An EF5 tornado that tore through the Oklahoma City area on May 24, 2011, cost the metro area several lives and left many residents without homes.
But now, researchers hope the storm can offer clues about what makes certain tornadoes so powerful and, eventually, help save lives when they arise.Leigh Orf, a meteorology professor at Central Michigan University, recently created a graphical tornado simulation based on data from Oklahoma’s May 24 EF5 tornado.
Orf said the simulation could help climate scientists understand how powerful, long-track storms develop…. We grew a storm in that environment, and out came this beautiful super cell that produced this devastating tornado, similar to the one that occurred,” Orf said.

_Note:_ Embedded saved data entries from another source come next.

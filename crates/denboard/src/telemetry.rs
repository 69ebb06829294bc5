use crate::config::TelemetryConfig;
use std::fmt;
use tracing_subscriber::filter::ParseError;
use tracing_subscriber::EnvFilter;

#[derive(Debug)]
pub enum TelemetryError {
    EnvFilter { value: String, source: ParseError },
    Subscriber(Box<dyn std::error::Error + Send + Sync>),
}

impl fmt::Display for TelemetryError {
    fn fmt(&self, f: &mut fmt::Formatter<'_>) -> fmt::Result {
        match self {
            TelemetryError::EnvFilter { value, .. } => {
                write!(f, "invalid log filter '{value}': unable to build EnvFilter")
            }
            TelemetryError::Subscriber(err) => write!(f, "unable to install subscriber: {err}"),
        }
    }
}

impl std::error::Error for TelemetryError {
    fn source(&self) -> Option<&(dyn std::error::Error + 'static)> {
        match self {
            TelemetryError::EnvFilter { source, .. } => Some(source),
            TelemetryError::Subscriber(err) => Some(&**err),
        }
    }
}

/// Build the filter, preferring `RUST_LOG` over the configured level.
pub fn env_filter(config: &TelemetryConfig) -> Result<EnvFilter, TelemetryError> {
    let directives = std::env::var(EnvFilter::DEFAULT_ENV).ok();
    filter_from(directives.as_deref(), config)
}

/// An unusable override falls back to the configured level.
fn filter_from(
    directives: Option<&str>,
    config: &TelemetryConfig,
) -> Result<EnvFilter, TelemetryError> {
    if let Some(filter) = directives.and_then(|raw| EnvFilter::try_new(raw).ok()) {
        return Ok(filter);
    }
    EnvFilter::try_new(&config.log_level).map_err(|source| TelemetryError::EnvFilter {
        value: config.log_level.clone(),
        source,
    })
}

/// Install the global fmt subscriber. Fails if one is already installed.
pub fn init(config: &TelemetryConfig) -> Result<(), TelemetryError> {
    let filter = env_filter(config)?;

    tracing_subscriber::fmt()
        .with_env_filter(filter)
        .with_target(config.show_targets)
        .compact()
        .with_ansi(false)
        .try_init()
        .map_err(TelemetryError::Subscriber)
}
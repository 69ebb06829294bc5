use crate::infra::AppState;
use axum::http::{header, StatusCode};
use axum::response::IntoResponse;
use axum::Extension;
use axum::Json;
use denboard::workflows::booking::{
    booking_router, BookingIntakeService, BookingRepository, PetRegistry, RuleTables,
};
use serde_json::json;
use std::sync::Arc;

pub(crate) fn with_booking_routes<R, P>(service: Arc<BookingIntakeService<R, P>>) -> axum::Router
where
    R: BookingRepository + 'static,
    P: PetRegistry + 'static,
{
    booking_router(service)
        .route("/health", axum::routing::get(healthcheck))
        .route("/ready", axum::routing::get(readiness_endpoint))
        .route("/metrics", axum::routing::get(metrics_endpoint))
        .route("/api/v1/rules", axum::routing::get(rules_endpoint))
}

pub(crate) async fn healthcheck() -> Json<serde_json::Value> {
    Json(json!({ "status": "ok" }))
}

pub(crate) async fn readiness_endpoint(Extension(state): Extension<AppState>) -> impl IntoResponse {
    let ready = state.readiness.load(std::sync::atomic::Ordering::Relaxed);
    let status = if ready {
        StatusCode::OK
    } else {
        StatusCode::SERVICE_UNAVAILABLE
    };

    let payload = if ready {
        json!({ "status": "ready" })
    } else {
        json!({ "status": "initializing" })
    };

    (status, Json(payload))
}

pub(crate) async fn metrics_endpoint(Extension(state): Extension<AppState>) -> impl IntoResponse {
    (
        StatusCode::OK,
        [(header::CONTENT_TYPE, "text/plain; version=0.0.4")],
        state.metrics.render(),
    )
}

/// Active rule tables, so staff can confirm which policy is live.
pub(crate) async fn rules_endpoint(Extension(state): Extension<AppState>) -> Json<RuleTables> {
    Json(state.rules.as_ref().clone())
}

Jana Houser, an atmospheric scientist at Ohio University, said the simulated tornado had several similarities to the one that actually struck the Oklahoma City area. Houser was a graduate student at the University of Oklahoma in 2008-13 and did her doctoral dissertation research on the tornado.
Houser said one of the similarities was the presence of a so-called horizontal vortex, a smaller funnel cloud that appears to form a kind of tentacle to the main tornado.Simulations like this one can be useful because they help reinforce what researchers can tell from atmospheric data, Houser said. When a simulation produces a tornado similar to the one that actually occurred, it adds to the validity of the atmospheric data that was used to produce the simulation, she said.
Simulations also can help scientists get an idea of certain factors like temperature and moisture that are difficult to measure when a tornado is on the ground, she said.